Provided data:
━━━━━━━━━━
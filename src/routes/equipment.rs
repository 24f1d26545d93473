use actix_web::{get, post, web, HttpResponse};
use sea_orm::DatabaseConnection;
use validator::Validate;

use crate::error::LedgerError;
use crate::middleware::AuthUser;
use crate::models::dto::{CreateEquipmentRequest, JobUsageRequest};
use crate::policy::{Capability, Policy};
use crate::services::allocation_service::AllocationService;
use crate::services::equipment_service::EquipmentService;
use crate::services::profit_service::ProfitService;

/// POST /equipment - Enregistrer un équipement (ADMIN)
#[post("")]
pub async fn create_equipment(
    auth_user: AuthUser,
    body: web::Json<CreateEquipmentRequest>,
    db: web::Data<DatabaseConnection>,
) -> Result<HttpResponse, LedgerError> {
    Policy::authorize(&auth_user, Capability::ManageEquipment)?;
    body.validate()?;

    let equipment = EquipmentService::create(db.get_ref(), body.into_inner()).await?;

    Ok(HttpResponse::Created().json(equipment))
}

#[get("")]
pub async fn list_equipment(
    auth_user: AuthUser,
    db: web::Data<DatabaseConnection>,
) -> Result<HttpResponse, LedgerError> {
    Policy::authorize(&auth_user, Capability::ManageEquipment)?;
    let equipment = EquipmentService::list(db.get_ref()).await?;

    Ok(HttpResponse::Ok().json(equipment))
}

#[get("/{id}/allocations")]
pub async fn equipment_allocations(
    auth_user: AuthUser,
    path: web::Path<i32>,
    db: web::Data<DatabaseConnection>,
) -> Result<HttpResponse, LedgerError> {
    Policy::authorize(&auth_user, Capability::ManageEquipment)?;

    // 404 si l'équipement n'existe pas (plutôt qu'une liste vide)
    let equipment = EquipmentService::find(db.get_ref(), path.into_inner()).await?;
    let allocations = AllocationService::list_for_equipment(db.get_ref(), equipment.id).await?;

    Ok(HttpResponse::Ok().json(allocations))
}

/// POST /equipment/{id}/job-usage - Enregistrer un job et distribuer le profit (ADMIN)
#[post("/{id}/job-usage")]
pub async fn job_usage(
    auth_user: AuthUser,
    path: web::Path<i32>,
    body: web::Json<JobUsageRequest>,
    db: web::Data<DatabaseConnection>,
) -> Result<HttpResponse, LedgerError> {
    Policy::authorize(&auth_user, Capability::DistributeProfit)?;
    body.validate()?;

    let result = ProfitService::distribute_equipment_job_profit(
        db.get_ref(),
        path.into_inner(),
        body.into_inner(),
        Some(auth_user.user_id),
    )
        .await?;

    Ok(HttpResponse::Created().json(result))
}

pub fn equipment_routes(cfg: &mut web::ServiceConfig) {
    cfg.service(
        web::scope("/equipment")
            .service(create_equipment)
            .service(list_equipment)
            .service(equipment_allocations)
            .service(job_usage)
    );
}
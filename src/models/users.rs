use serde::{Serialize, Deserialize};
use sea_orm::entity::prelude::*;
use sea_orm::sea_query::StringLen;

/// Rôle de l'utilisateur, porté aussi dans le JWT
#[derive(Debug, Clone, Copy, PartialEq, Eq, EnumIter, DeriveActiveEnum, Serialize, Deserialize)]
#[sea_orm(rs_type = "String", db_type = "String(StringLen::N(16))")]
#[serde(rename_all = "snake_case")]
pub enum Role {
    #[sea_orm(string_value = "admin")]
    Admin,
    #[sea_orm(string_value = "investor")]
    Investor,
    #[sea_orm(string_value = "customer")]
    Customer,
}

#[derive(Clone, Debug, PartialEq, DeriveEntityModel, Serialize, Deserialize)]
#[sea_orm(table_name = "users")]
pub struct Model {
    #[sea_orm(primary_key)]
    pub id: i32,
    #[sea_orm(unique)]
    pub username: String,
    #[serde(skip_serializing)]
    pub password_hash: String, // Format: pbkdf2:sha256:iterations$salt$hash
    pub role: Role,
    pub created_at: DateTimeUtc,
}

#[derive(Copy, Clone, Debug, EnumIter, DeriveRelation)]
pub enum Relation {
    #[sea_orm(has_one = "super::investor::Entity")]
    Investor,
}

impl Related<super::investor::Entity> for Entity {
    fn to() -> RelationDef {
        Relation::Investor.def()
    }
}

impl ActiveModelBehavior for ActiveModel {}
use sea_orm::*;
use chrono::Utc;

use crate::error::LedgerError;
use crate::models::dto::CreateEquipmentRequest;
use crate::models::equipment;
use crate::utils::money;

pub struct EquipmentService;

impl EquipmentService {
    pub async fn create(
        db: &DatabaseConnection,
        request: CreateEquipmentRequest,
    ) -> Result<equipment::Model, LedgerError> {
        let purchase_price = money::ensure_positive(request.purchase_price, "purchase_price")?;

        let equipment = equipment::ActiveModel {
            name: Set(request.name),
            purchase_price: Set(purchase_price),
            status: Set("active".to_string()),
            created_at: Set(Utc::now()),
            ..Default::default()
        }
            .insert(db)
            .await?;

        log::info!("Equipment {} registered ({})", equipment.name, equipment.purchase_price);

        Ok(equipment)
    }

    pub async fn list(db: &DatabaseConnection) -> Result<Vec<equipment::Model>, LedgerError> {
        let equipment = equipment::Entity::find()
            .order_by_asc(equipment::Column::Id)
            .all(db)
            .await?;

        Ok(equipment)
    }

    pub async fn find(db: &DatabaseConnection, equipment_id: i32) -> Result<equipment::Model, LedgerError> {
        equipment::Entity::find_by_id(equipment_id)
            .one(db)
            .await?
            .ok_or_else(|| LedgerError::NotFound("Equipment".to_string()))
    }
}
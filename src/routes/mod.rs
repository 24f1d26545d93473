pub mod allocations;
pub mod auth;
pub mod equipment;
pub mod health;
pub mod investors;

use actix_web::{error, web, HttpRequest};

use crate::error::LedgerError;

// Corps JSON ou paramètre de chemin illisible: même format { "error": ... }
fn json_error(err: error::JsonPayloadError, _req: &HttpRequest) -> actix_web::Error {
    LedgerError::Validation(err.to_string()).into()
}

fn path_error(err: error::PathError, _req: &HttpRequest) -> actix_web::Error {
    LedgerError::Validation(err.to_string()).into()
}

pub fn configure_routes(cfg: &mut web::ServiceConfig) {
    cfg.service(
        web::scope("/api")
            .app_data(web::JsonConfig::default().error_handler(json_error))
            .app_data(web::PathConfig::default().error_handler(path_error))
            .service(health::health_check)
            .configure(auth::auth_routes)
            .configure(investors::investor_routes)
            .configure(equipment::equipment_routes)
            .configure(allocations::allocation_routes)
    );
}

#[cfg(test)]
mod tests {
    use super::*;
    use actix_web::{http::StatusCode, test, App};
    use rust_decimal::Decimal;
    use rust_decimal_macros::dec;
    use sea_orm::DatabaseConnection;
    use serde_json::{json, Value};

    use crate::test_support;

    macro_rules! app {
        ($db:expr) => {
            test::init_service(
                App::new()
                    .app_data(web::Data::new($db.clone()))
                    .app_data(web::Data::new(test_support::jwt_config()))
                    .configure(configure_routes),
            )
            .await
        };
    }

    fn bearer(token: &str) -> (&'static str, String) {
        ("Authorization", format!("Bearer {}", token))
    }

    fn decimal(value: &Value) -> Decimal {
        value.as_str().unwrap().parse().unwrap()
    }

    async fn admin_token(db: &DatabaseConnection) -> String {
        let admin = test_support::seed_admin(db, "admin").await;
        test_support::token_for(&admin)
    }

    #[actix_web::test]
    async fn test_health() {
        let db = test_support::setup_db().await;
        let app = app!(db);

        let resp = test::call_service(&app, test::TestRequest::get().uri("/api/health").to_request()).await;

        assert_eq!(resp.status(), StatusCode::OK);
    }

    #[actix_web::test]
    async fn test_missing_token_is_401_with_error_body() {
        let db = test_support::setup_db().await;
        let app = app!(db);

        let resp = test::call_service(&app, test::TestRequest::get().uri("/api/investors/me").to_request()).await;
        assert_eq!(resp.status(), StatusCode::UNAUTHORIZED);

        let body: Value = test::read_body_json(resp).await;
        assert_eq!(body["error"], "Missing Authorization header");
    }

    #[actix_web::test]
    async fn test_investor_cannot_call_admin_routes() {
        let db = test_support::setup_db().await;
        let app = app!(db);

        let req = test::TestRequest::post()
            .uri("/api/auth/register")
            .set_json(json!({ "username": "mariam", "password": "longpassword", "full_name": "Mariam" }))
            .to_request();
        let resp = test::call_service(&app, req).await;
        assert_eq!(resp.status(), StatusCode::CREATED);
        let auth: Value = test::read_body_json(resp).await;
        let token = auth["token"].as_str().unwrap().to_string();

        let req = test::TestRequest::post()
            .uri("/api/equipment")
            .insert_header(bearer(&token))
            .set_json(json!({ "name": "Loom", "purchase_price": "1000" }))
            .to_request();
        let resp = test::call_service(&app, req).await;
        assert_eq!(resp.status(), StatusCode::FORBIDDEN);

        // Un admin n'a pas de profil investisseur
        let admin = admin_token(&db).await;
        let req = test::TestRequest::get()
            .uri("/api/investors/me")
            .insert_header(bearer(&admin))
            .to_request();
        let resp = test::call_service(&app, req).await;
        assert_eq!(resp.status(), StatusCode::FORBIDDEN);
    }

    #[actix_web::test]
    async fn test_register_validation() {
        let db = test_support::setup_db().await;
        let app = app!(db);

        let req = test::TestRequest::post()
            .uri("/api/auth/register")
            .set_json(json!({ "username": "ab", "password": "short", "full_name": "" }))
            .to_request();
        let resp = test::call_service(&app, req).await;

        assert_eq!(resp.status(), StatusCode::BAD_REQUEST);
    }

    #[actix_web::test]
    async fn test_malformed_body_is_400_with_error_body() {
        let db = test_support::setup_db().await;
        let app = app!(db);

        let req = test::TestRequest::post()
            .uri("/api/auth/register")
            .set_json(json!({ "username": 5 }))
            .to_request();
        let resp = test::call_service(&app, req).await;
        assert_eq!(resp.status(), StatusCode::BAD_REQUEST);

        let body: Value = test::read_body_json(resp).await;
        assert!(body["error"].as_str().unwrap().starts_with("Validation failed"));
    }

    #[actix_web::test]
    async fn test_bad_path_id_is_400_with_error_body() {
        let db = test_support::setup_db().await;
        let app = app!(db);
        let admin = admin_token(&db).await;

        let req = test::TestRequest::get()
            .uri("/api/investors/abc/reconcile")
            .insert_header(bearer(&admin))
            .to_request();
        let resp = test::call_service(&app, req).await;
        assert_eq!(resp.status(), StatusCode::BAD_REQUEST);

        let body: Value = test::read_body_json(resp).await;
        assert!(body["error"].is_string());
    }

    #[actix_web::test]
    async fn test_deposit_then_equipment_profit_over_http() {
        let db = test_support::setup_db().await;
        let app = app!(db);
        let admin = admin_token(&db).await;

        // 1. Inscription + contrat
        let req = test::TestRequest::post()
            .uri("/api/auth/register")
            .set_json(json!({ "username": "kojo", "password": "longpassword", "full_name": "Kojo Asante" }))
            .to_request();
        let auth: Value = test::read_body_json(test::call_service(&app, req).await).await;
        let token = auth["token"].as_str().unwrap().to_string();

        let req = test::TestRequest::post()
            .uri("/api/investors/me/accept-agreement")
            .insert_header(bearer(&token))
            .to_request();
        let investor: Value = test::read_body_json(test::call_service(&app, req).await).await;
        let investor_id = investor["id"].as_i64().unwrap();

        // 2. Dépôt 10000, frais 200
        let req = test::TestRequest::post()
            .uri("/api/investors/deposits")
            .insert_header(bearer(&token))
            .set_json(json!({ "gross_amount": "10000", "payment_method": "mobile_money" }))
            .to_request();
        let resp = test::call_service(&app, req).await;
        assert_eq!(resp.status(), StatusCode::CREATED);
        let deposit: Value = test::read_body_json(resp).await;
        let deposit_id = deposit["id"].as_i64().unwrap();

        let req = test::TestRequest::post()
            .uri(&format!("/api/investors/deposits/{}/receipt", deposit_id))
            .insert_header(bearer(&token))
            .set_json(json!({ "receipt_reference": "MM-55120" }))
            .to_request();
        assert_eq!(test::call_service(&app, req).await.status(), StatusCode::OK);

        let req = test::TestRequest::post()
            .uri(&format!("/api/investors/deposits/{}/confirm-receipt", deposit_id))
            .insert_header(bearer(&admin))
            .set_json(json!({ "charges": "200" }))
            .to_request();
        assert_eq!(test::call_service(&app, req).await.status(), StatusCode::OK);

        let req = test::TestRequest::post()
            .uri(&format!("/api/investors/deposits/{}/confirm", deposit_id))
            .insert_header(bearer(&token))
            .to_request();
        assert_eq!(test::call_service(&app, req).await.status(), StatusCode::OK);

        let req = test::TestRequest::post()
            .uri(&format!("/api/investors/deposits/{}/confirm", deposit_id))
            .insert_header(bearer(&token))
            .to_request();
        let resp = test::call_service(&app, req).await;
        assert_eq!(resp.status(), StatusCode::BAD_REQUEST);

        // 3. Allocation de 50% d'un équipement
        let req = test::TestRequest::post()
            .uri("/api/equipment")
            .insert_header(bearer(&admin))
            .set_json(json!({ "name": "Embroidery machine", "purchase_price": "4000" }))
            .to_request();
        let equipment: Value = test::read_body_json(test::call_service(&app, req).await).await;
        let equipment_id = equipment["id"].as_i64().unwrap();

        let req = test::TestRequest::post()
            .uri(&format!("/api/investors/{}/allocate-equipment", investor_id))
            .insert_header(bearer(&admin))
            .set_json(json!({ "equipment_id": equipment_id, "amount_allocated": "2000" }))
            .to_request();
        assert_eq!(test::call_service(&app, req).await.status(), StatusCode::CREATED);

        // 4. Job: 1000 de revenu, 400 de coûts
        let req = test::TestRequest::post()
            .uri(&format!("/api/equipment/{}/job-usage", equipment_id))
            .insert_header(bearer(&admin))
            .set_json(json!({ "revenue": "1000", "costs": { "materials": "250", "labor": "150" } }))
            .to_request();
        let resp = test::call_service(&app, req).await;
        assert_eq!(resp.status(), StatusCode::CREATED);
        let job: Value = test::read_body_json(resp).await;
        assert_eq!(decimal(&job["job"]["net_profit"]), dec!(600));
        assert_eq!(decimal(&job["distributions"][0]["investor_share"]), dec!(150));

        // 5. Soldes finaux et journal cohérent
        let req = test::TestRequest::get()
            .uri("/api/investors/me")
            .insert_header(bearer(&token))
            .to_request();
        let profile: Value = test::read_body_json(test::call_service(&app, req).await).await;
        assert_eq!(decimal(&profile["cash_balance"]), dec!(7800));
        assert_eq!(decimal(&profile["profit_balance"]), dec!(150));

        let req = test::TestRequest::get()
            .uri(&format!("/api/investors/{}/reconcile", investor_id))
            .insert_header(bearer(&admin))
            .to_request();
        let reconciliation: Value = test::read_body_json(test::call_service(&app, req).await).await;
        assert_eq!(reconciliation["cash_matches"], true);
        assert_eq!(reconciliation["profit_matches"], true);
    }
}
━━━━━━━━━━
Work order:
From the material above, set down exactly the lines between the line holding "use crate::utils::money;" and the line holding "let equipment = equipment::ActiveModel", inclusive. Include nothing else.

Solved exercise:
use crate::utils::money;

pub struct EquipmentService;

impl EquipmentService {
    pub async fn create(
        db: &DatabaseConnection,
        request: CreateEquipmentRequest,
    ) -> Result<equipment::Model, LedgerError> {
        let purchase_price = money::ensure_positive(request.purchase_price, "purchase_price")?;

        let equipment = equipment::ActiveModel {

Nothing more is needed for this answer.